DeSantis Ally in Florida Wants To Rewrite Libel Law

The bill calls on the Supreme Court to overturn New York Times v. Sullivan and empower the states to legislate on issues of libel, defamation, and slander.

AP/Patrick Semansky
The Supreme Court building, June 27, 2022, at Washington. AP/Patrick Semansky

A legislative ally of Governor DeSantis in Florida has introduced a pair of bills aimed at challenging the landmark New York Times v. Sullivan Supreme Court decision that for decades has guided libel law in America and radically broadening the definition of defamation, libel, and slander in the state.

The Florida state representative, Robert “Alex” Andrade, introduced the bills after Mr. DeSantis — who has made a sport out of taunting the media — expressed a desire to “stand up for the little guy against these massive media conglomerates.” 

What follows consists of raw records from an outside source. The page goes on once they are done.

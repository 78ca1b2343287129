// User-facing message table

pub const TITLE: &str = "Network details";
pub const SUCCESS: &str = "Network information retrieved";
pub const NO_WIFI: &str = "No Wi-Fi connection found";
pub const NO_PASSWORD: &str = "could not be retrieved";
pub const PERMISSION_ERROR: &str = "Administrator privileges may be required";
pub const UNSUPPORTED: &str = "This operating system is not supported";
pub const INTERRUPTED: &str = "Interrupted by user";

pub const CONNECTED_LABEL: &str = "Connected Wi-Fi:";
pub const PASSWORD_LABEL: &str = "Wi-Fi password:";

/// Width of the `=` rules around the report
pub const RULE_WIDTH: usize = 50;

“When the media attacks me, I have a platform to fight back,” Mr. DeSantis said at a Fox News roundtable on February 7. “When they attack everyday citizens, these individuals don’t have the adequate resources to fight back.”

Mr. Andrade’s bills would change that. The first of the laws, Florida HB 951, specifically targets the “actual malice” standard established by the New York Times v. Sullivan decision, which requires those alleging libel to prove that a news outlet published information knowing that it was false or with “reckless disregard” for whether it was true.

According to the Florida bill, this standard has “fostered an environment in which defamatory falsehoods are routinely published without fear of consequence, but truthful speech is often self-censored for fear of being tarnished without an adequate remedy at law.”

The bill calls on the Supreme Court to overturn New York Times v. Sullivan and empower the states to legislate on issues of libel, defamation, and slander.

The vice president of the New York County Lawyers Association, Richard Swanson, told the Sun that the bill is challenging a precedent aimed at maintaining freedom of the press.

Mr. Swanson said the Sullivan case arose during the civil rights era, when defamation doctrines and the risk of “ruinous financial loss” were used to try to prevent the press from reporting on segregation and desegregation.

At the time, all that alleged victims of defamation needed to prove in Alabama, the state where the case arose, was that there were mistakes in reporting that likely harmed one’s reputation.

The Florida bill also would narrow the definition of “public figure,” excluding people whose “fame or notoriety arises solely” from defending themselves against an accusation in public, giving an interview, public employment other than elected office or appointment, and videos, images, or statements on the internet.

Under the terms of the second bill, HB 991, these more narrowly defined public figures would not need to prove actual malice in most cases. The bill, also introduced by Mr. Andrade, specifically targets journalists and expands the definition of defamation.

According to the bill, anonymous statements would be automatically considered false. It also expands defamation to include statements that are “inherently implausible” or where there are “obvious reasons to doubt the veracity” of claims, which are vaguely defined.

Another provision specifically states that an allegation that someone has discriminated against another person based on their “race, sex, sexual orientation, or gender identity” would be inherently defamatory.

Those who are accused of discrimination would be entitled to damages of “at least” $35,000. Defendants in these cases would not be able to prove that they were discriminated against if allegedly discriminatory statements were based on one’s religious or scientific beliefs.

According to Mr. Swanson, “there’s just no basis” for these specific carve outs asserting that “anonymous quotes are inaccurate, and allegations of discriminatory behavior are also typically inaccurate.”

A professor of law at Cornell University and associate director at the Stanton Foundation First Amendment Clinic, G.S. Hans, said the proposals are unlikely to achieve their stated goals.

“My view is that this legislation is profoundly unserious and likely unconstitutional under existing precedent,” Mr. Hans told the Sun. “Two justices have expressed misgivings about Sullivan, though at this stage I don’t think the votes are there to change the existing law.”

Mr. Hans also warned that though overturning the case has become a project of some conservative activists, its effects would reshape the entire news and press landscape.

“The damage from limiting or overturning Sullivan would not fall merely on one constituency, and would harm the ability of all speakers to engage in public discourse without fear of harassing litigation designed to suppress individual views,” Mr. Hans said.